Assignment: Comb the records below for the string "kind" and copy each line where it turns up.

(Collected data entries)
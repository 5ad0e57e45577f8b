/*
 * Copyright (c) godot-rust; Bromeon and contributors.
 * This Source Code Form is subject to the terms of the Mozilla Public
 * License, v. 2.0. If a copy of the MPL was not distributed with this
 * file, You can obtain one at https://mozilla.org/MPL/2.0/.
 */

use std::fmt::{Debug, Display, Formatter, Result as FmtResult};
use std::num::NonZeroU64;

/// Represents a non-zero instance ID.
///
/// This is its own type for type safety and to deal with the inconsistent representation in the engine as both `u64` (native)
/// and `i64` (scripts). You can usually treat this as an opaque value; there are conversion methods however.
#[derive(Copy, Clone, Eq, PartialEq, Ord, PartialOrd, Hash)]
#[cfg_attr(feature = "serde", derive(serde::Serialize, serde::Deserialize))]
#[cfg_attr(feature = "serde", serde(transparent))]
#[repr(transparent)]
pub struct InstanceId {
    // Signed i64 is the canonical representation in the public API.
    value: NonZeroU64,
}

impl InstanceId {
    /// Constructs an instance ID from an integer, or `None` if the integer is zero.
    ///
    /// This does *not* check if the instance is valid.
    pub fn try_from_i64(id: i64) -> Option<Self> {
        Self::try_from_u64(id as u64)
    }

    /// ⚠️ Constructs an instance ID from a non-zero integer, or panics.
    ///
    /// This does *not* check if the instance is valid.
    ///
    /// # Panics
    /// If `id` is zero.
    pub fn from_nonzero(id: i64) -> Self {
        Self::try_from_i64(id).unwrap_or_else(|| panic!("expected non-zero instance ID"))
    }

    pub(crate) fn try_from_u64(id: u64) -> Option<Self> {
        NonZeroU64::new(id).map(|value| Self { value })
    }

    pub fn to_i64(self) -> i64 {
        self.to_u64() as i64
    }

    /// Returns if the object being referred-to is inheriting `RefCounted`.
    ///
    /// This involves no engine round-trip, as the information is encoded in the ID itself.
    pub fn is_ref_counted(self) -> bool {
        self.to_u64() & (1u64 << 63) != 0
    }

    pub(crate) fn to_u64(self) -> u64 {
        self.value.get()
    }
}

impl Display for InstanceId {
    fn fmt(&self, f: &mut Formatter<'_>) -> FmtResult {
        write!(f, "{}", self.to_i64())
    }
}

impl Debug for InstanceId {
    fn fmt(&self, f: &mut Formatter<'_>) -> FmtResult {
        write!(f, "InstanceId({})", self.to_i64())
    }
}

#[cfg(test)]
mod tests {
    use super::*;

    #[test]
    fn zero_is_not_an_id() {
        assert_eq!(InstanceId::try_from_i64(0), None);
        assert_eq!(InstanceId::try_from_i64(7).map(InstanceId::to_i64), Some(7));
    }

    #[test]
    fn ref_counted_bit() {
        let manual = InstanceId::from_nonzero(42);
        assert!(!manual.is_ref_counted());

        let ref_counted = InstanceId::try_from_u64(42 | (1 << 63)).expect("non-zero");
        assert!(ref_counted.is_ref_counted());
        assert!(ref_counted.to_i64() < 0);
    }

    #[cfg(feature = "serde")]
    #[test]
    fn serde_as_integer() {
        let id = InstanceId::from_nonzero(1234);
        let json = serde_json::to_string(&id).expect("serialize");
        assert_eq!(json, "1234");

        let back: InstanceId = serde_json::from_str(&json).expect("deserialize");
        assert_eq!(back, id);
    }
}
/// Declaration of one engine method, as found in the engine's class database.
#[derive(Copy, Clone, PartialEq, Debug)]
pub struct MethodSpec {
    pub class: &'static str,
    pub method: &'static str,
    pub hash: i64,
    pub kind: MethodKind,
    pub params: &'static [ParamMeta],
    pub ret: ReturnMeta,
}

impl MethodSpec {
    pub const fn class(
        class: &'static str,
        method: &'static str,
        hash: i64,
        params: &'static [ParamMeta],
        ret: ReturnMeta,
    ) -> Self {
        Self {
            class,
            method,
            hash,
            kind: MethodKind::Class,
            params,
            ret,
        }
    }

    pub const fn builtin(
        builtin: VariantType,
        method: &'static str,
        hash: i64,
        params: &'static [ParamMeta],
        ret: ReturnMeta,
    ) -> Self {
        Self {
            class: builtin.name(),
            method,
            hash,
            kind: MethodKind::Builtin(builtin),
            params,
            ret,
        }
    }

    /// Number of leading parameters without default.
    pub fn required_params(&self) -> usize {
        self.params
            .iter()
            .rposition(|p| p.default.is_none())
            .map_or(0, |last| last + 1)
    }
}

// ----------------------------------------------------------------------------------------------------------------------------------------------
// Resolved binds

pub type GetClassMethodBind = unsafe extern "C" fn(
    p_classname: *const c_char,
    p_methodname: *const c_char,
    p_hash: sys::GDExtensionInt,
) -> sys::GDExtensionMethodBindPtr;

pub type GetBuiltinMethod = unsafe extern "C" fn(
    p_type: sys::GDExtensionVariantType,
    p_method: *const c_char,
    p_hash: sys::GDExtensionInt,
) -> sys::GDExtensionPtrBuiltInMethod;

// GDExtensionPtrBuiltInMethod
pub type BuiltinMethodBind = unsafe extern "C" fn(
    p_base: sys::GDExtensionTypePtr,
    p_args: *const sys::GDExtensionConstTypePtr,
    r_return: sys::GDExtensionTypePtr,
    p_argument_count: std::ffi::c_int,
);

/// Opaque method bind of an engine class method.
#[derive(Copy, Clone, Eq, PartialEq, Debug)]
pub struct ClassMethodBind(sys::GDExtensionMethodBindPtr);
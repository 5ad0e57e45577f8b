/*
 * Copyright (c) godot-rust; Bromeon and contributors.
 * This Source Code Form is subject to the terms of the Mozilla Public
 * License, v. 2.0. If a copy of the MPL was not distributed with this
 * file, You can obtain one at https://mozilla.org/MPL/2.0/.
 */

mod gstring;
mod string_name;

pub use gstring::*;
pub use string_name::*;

Solved problem:
    pub kind: MethodKind,
            kind: MethodKind::Class,
            kind: MethodKind::Builtin(builtin),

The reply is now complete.